Orbital characteristics
- Epoch 4 September 2017 (JD 2458000.5)
- Uncertainty parameter 0
- Observation arc: 90.51 yr (33,058 days)
- Aphelion: 3.0443 AU
- Perihelion: 2.3327 AU
- Semi-major axis: 2.6885 AU
- Eccentricity: 0.1323
- Orbital period (sidereal): 4.41 yr (1,610 days)
- Mean anomaly: 122.39°
- Mean motion: 0° 13^{m} 24.96^{s} / day
- Inclination: 3.8953°
- Longitude of ascending node: 186.88°
- Argument of perihelion: 109.88°

Physical characteristics
- Dimensions: 24.71±6.42 km 26.476±0.237 km 27.19±1.9 km 28.87±0.44 km 30.681±0.394 km
- Synodic rotation period: 6.153±0.001 h 6.153 h 6.19±0.01 h 6.1949±0.0002 h 6.195±0.001 h 6.1961±0.0002 h 6.22 h 7.08 h
- Geometric albedo: 0.0916±0.0083 0.103±0.004 0.1165±0.018 0.132±0.034 0.15±0.12
- Spectral type: C B–V = 0.770 U–B = 0.270
- Absolute magnitude (H): 10.78 · 10.84

= 1084 Tamariwa =

Main-belt asteroid

1084 Tamariwa, provisional designation , is a carbonaceous background asteroid approximately 27 kilometres in diameter from the central regions of the asteroid belt. It was discovered on 12 February 1926, by Soviet astronomer Sergey Belyavsky at the Simeiz Observatory on the Crimean peninsula. The asteroid was named after female paratrooper Tamara Ivanova, who died at an early age.

== Orbit and classification ==

Tamariwa is a non-family asteroid from the main belt's background population. It orbits the Sun in the central asteroid belt at a distance of 2.3–3.0 AU once every 4 years and 5 months (1,610 days; semi-major axis of 2.69 AU). Its orbit has an eccentricity of 0.13 and an inclination of 4° with respect to the ecliptic.

The body's observation arc begins at Simeiz with its identification as in May 1927, more than 14 months after its official discovery observation.

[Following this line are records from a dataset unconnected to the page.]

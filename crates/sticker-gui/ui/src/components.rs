mod chart_actions;
mod chart_form;
mod chart_grid;
mod chart_preview;
mod task_editor;
mod task_entry_row;

pub use chart_actions::ChartActions;
pub use chart_form::ChartForm;
pub use chart_grid::ChartGrid;
pub use chart_preview::ChartPreview;
pub use task_editor::TaskEditor;
pub use task_entry_row::TaskEntryRow;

== Physical characteristics ==

Tamariwa is a common carbonaceous C-type asteroid.

=== Rotation period ===

Several rotational lightcurves of Tamariwa with a rotation period between 6.153 and 7.08 hours have been obtained from photometric observations since 1984. Analysis of the best-rated lightcurve by French amateur astronomer Pierre Antonini gave a period of 6.1961 hours with a brightness amplitude of 0.42 magnitude (U=3).

=== Diameter and albedo ===

According to the surveys carried out by the Infrared Astronomical Satellite IRAS, the Japanese Akari satellite and the NEOWISE mission of NASA's Wide-field Infrared Survey Explorer, Tamariwa measures between 24.71 and 30.681 kilometers in diameter and its surface has an albedo between 0.0916 and 0.15.

The Collaborative Asteroid Lightcurve Link adopts the results obtained by IRAS, that is, an albedo of 0.1165 and a diameter of 27.19 kilometers based on an absolute magnitude of 10.78.

== Naming ==

This minor planet was named "Tamariwa" after Soviet parachutist Tamara Ivanova (1912–1936). The minor planets 1062 Ljuba and 1086 Nata were also named after Soviet female paratroopers Lyuba Berlin (1915–1936) and Nata Babushkina (1915–1936), respectively.